Discipline: Mathematics and Statistics
Subcategory: Social Sciences/Psychology/Economics
Caleb Ignace - East Tennessee State University
Co-Author(s): Tin Phan and Victor Moreno, Arizona State University, Phoenix, AZ Gabriela Navas, University of Los Andes, Bogotá, Colombia Christopher Kribs, University of Texas at Arlington, Arlington, TX Carlos Castillo-Garsow, Eastern Washington University, Cheney, WA
The current 2016 US presidential primary election, characterized by many unexpected results, provides an interesting context to study how voters are influenced in deciding who to support. We address this question by developing a class of models driven either by the effect of mass media or by social interaction among voters and members of the parties. The dynamics are modeled using four compartments with a transition matrix in describing the evolution of a discrete-time Markov chain. Each model is studied and fit to poll data from the 2012 and 2016 presidential elections using numerical methods. A comparison across elections indicates that the social influence of each group changes from one election to another, but response to media is similar in both cases. For future research, since both models assume what happens in the future is only dependent of what is going on in the present, we hope to extend these concepts to non-memoryless process.

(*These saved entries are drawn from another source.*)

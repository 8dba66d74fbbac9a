//! Host-side session layer for a serial-attached microcontroller panel.
//!
//! The host sends `*COMMAND[,args]` lines and the firmware answers with `@EVENT[,status]`
//! lines over an 8N1 serial link. The crate is organised bottom-up:
//!
//! - [`adapters`]: the [`PortHandle`] seam, a `serialport` implementation and a
//!   scriptable mock device
//! - [`framing`]: byte chunks to complete lines
//! - [`queue`]: the blocking line queue between the I/O thread and protocol code
//! - [`session`]: [`SerialSession`], the send/poll protocol engine
//! - [`protocol`]: the firmware's command and event vocabulary
//! - [`relay`] and [`worker`]: the dedicated session thread and its work queue
//! - [`config`]: layered configuration via figment

pub mod adapters;
pub mod config;
pub mod error;
pub mod framing;
pub mod protocol;
pub mod queue;
pub mod relay;
pub mod session;
pub mod stopwatch;
pub mod worker;

pub use adapters::{ByteListener, MockAdapter, MockDevice, PortHandle};
pub use config::PanelConfig;
pub use error::{CommandError, PanelError, PanelResult};
pub use framing::LineFramer;
pub use queue::MessageQueue;
pub use session::{Interrupt, PollOutcome, SerialSession, SessionState};
pub use stopwatch::Stopwatch;
pub use worker::{SessionEvent, SessionWorker, WorkerSettings};

#[cfg(feature = "instrument_serial")]
pub use adapters::SerialAdapter;

/// Baud rate the stock firmware uses.
pub const DEFAULT_BAUD_RATE: u32 = 9600;

/// Open `port_name` at [`DEFAULT_BAUD_RATE`].
///
/// # Errors
/// See [`SerialSession::connect`].
#[cfg(feature = "instrument_serial")]
pub fn connect(port_name: &str) -> PanelResult<SerialSession> {
    SerialSession::connect(port_name, DEFAULT_BAUD_RATE)
}

/// Serial ports the operating system currently reports.
pub fn enumerate_available_ports() -> Vec<String> {
    adapters::available_ports()
}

Funder Acknowledgement(s): NSF https://www.nsf.gov/discoveries/disc_summ.jsp?cntn_id=138291; Above is the NSF REU site for MTBI.
Faculty Advisor: Christopher Kribs, firstname.lastname@example.org
Role: This REU research project was conducted along two other students (Tin Phan and Gabriela Navas). All aspects of the research was mostly done together, except for data collection, of which I was not involved in. I was mainly involved in analyzing the details of the person-to-person model: fitting to the data, sensitivity analysis, and explanation of results where my focus. I almost exclusively wrote the introduction. But I played just as an important part as the other two students with model formulation and the conclusion section.